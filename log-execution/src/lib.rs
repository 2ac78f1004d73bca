//! # Execution-time logging
//!
//! Wraps a call, measures its wall-clock duration and emits one `tracing`
//! event describing it. The wrapped result is handed back untouched: values
//! are not altered and errors are neither swallowed nor rewrapped.
//!
//! Both outcomes are timed. A successful call is logged at `INFO`, a failed
//! one at `WARN` together with the error's `Display` output.
//!
//! # Labels
//!
//! - [`LogExecution::method`] derives a `Type.method` identifier and logs
//!   `Method Type.method executed in N ms`
//! - [`LogExecution::labeled`] uses a caller-supplied message and logs
//!   `message - Execution time: N ms`
//!
//! # Example
//!
//! ```
//! use log_execution::LogExecution;
//!
//! struct Billing;
//!
//! # async fn example() -> Result<u32, std::io::Error> {
//! let total = LogExecution::method::<Billing>("total")
//!     .run(async { Ok::<_, std::io::Error>(42) })
//!     .await?;
//! assert_eq!(total, 42);
//! # Ok(total)
//! # }
//! ```

use std::borrow::Cow;
use std::fmt;
use std::future::Future;
use std::time::{Duration, Instant};

/// How a timed call is named in the log line
#[derive(Debug, Clone, PartialEq, Eq)]
pub enum Label {
    /// Defaulted `Type.method` identifier
    Method(String),

    /// Caller-supplied message
    Custom(Cow<'static, str>),
}

impl fmt::Display for Label {
    fn fmt(&self, f: &mut fmt::Formatter<'_>) -> fmt::Result {
        match self {
            Label::Method(name) => f.write_str(name),
            Label::Custom(message) => f.write_str(message),
        }
    }
}

/// Timing wrapper composed around a single call
#[derive(Debug, Clone, PartialEq, Eq)]
pub struct LogExecution {
    label: Label,
}

impl LogExecution {
    /// Names the call `Type.method`, using the last path segment of `T`
    pub fn method<T: ?Sized>(method: &str) -> Self {
        Self {
            label: Label::Method(format!("{}.{}", short_type_name::<T>(), method)),
        }
    }

    /// Names the call with a caller-supplied message
    pub fn labeled(message: impl Into<Cow<'static, str>>) -> Self {
        Self {
            label: Label::Custom(message.into()),
        }
    }

    /// Label this wrapper logs under
    pub fn label(&self) -> &Label {
        &self.label
    }

    /// Awaits `future`, logs its duration and returns its result unchanged
    pub async fn run<F, T, E>(self, future: F) -> Result<T, E>
    where
        F: Future<Output = Result<T, E>>,
        E: fmt::Display,
    {
        let started = Instant::now();
        let result = future.await;
        self.record(started.elapsed(), result.as_ref().err());
        result
    }

    /// Synchronous counterpart of [`LogExecution::run`]
    pub fn call<F, T, E>(self, f: F) -> Result<T, E>
    where
        F: FnOnce() -> Result<T, E>,
        E: fmt::Display,
    {
        let started = Instant::now();
        let result = f();
        self.record(started.elapsed(), result.as_ref().err());
        result
    }

    fn record<E: fmt::Display>(&self, elapsed: Duration, error: Option<&E>) {
        let elapsed_ms = elapsed.as_millis() as u64;

        match (&self.label, error) {
            (Label::Method(name), None) => {
                tracing::info!(method = %name, elapsed_ms, "Method {} executed in {} ms", name, elapsed_ms);
            }
            (Label::Custom(message), None) => {
                tracing::info!(elapsed_ms, "{} - Execution time: {} ms", message, elapsed_ms);
            }
            (Label::Method(name), Some(error)) => {
                tracing::warn!(
                    method = %name,
                    elapsed_ms,
                    error = %error,
                    "Method {} failed after {} ms",
                    name,
                    elapsed_ms
                );
            }
            (Label::Custom(message), Some(error)) => {
                tracing::warn!(
                    elapsed_ms,
                    error = %error,
                    "{} - Failed after {} ms",
                    message,
                    elapsed_ms
                );
            }
        }
    }
}

/// Last path segment of a type name, without generic arguments
fn short_type_name<T: ?Sized>() -> &'static str {
    let full = std::any::type_name::<T>();
    let without_generics = full.split('<').next().unwrap_or(full);
    without_generics
        .rsplit("::")
        .next()
        .unwrap_or(without_generics)
}
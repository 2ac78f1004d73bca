/// Role model
///
/// # Schema
///
/// ```sql
/// CREATE TABLE roles (
///     id BIGSERIAL PRIMARY KEY,
///     name VARCHAR(100) NOT NULL UNIQUE
/// );
/// ```
///
/// Users holding a role are derived from `user_roles`; a role carries no
/// back-reference of its own.

use serde::{Deserialize, Serialize};

/// Role seeded for regular accounts
pub const ROLE_USER: &str = "ROLE_USER";

/// Role seeded for administrators
pub const ROLE_ADMIN: &str = "ROLE_ADMIN";

#[derive(Debug, Clone, PartialEq, Eq, Hash, PartialOrd, Ord, Serialize, Deserialize, sqlx::FromRow)]
pub struct Role {
    pub id: i64,

    /// Unique role name, e.g. `ROLE_ADMIN`
    pub name: String,
}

_ _ _ _ _ _ _

Task goal: Which of the lines above carry the string "None"? Copy every one.

Answer:
            (Label::Method(name), None) => {
            (Label::Custom(message), None) => {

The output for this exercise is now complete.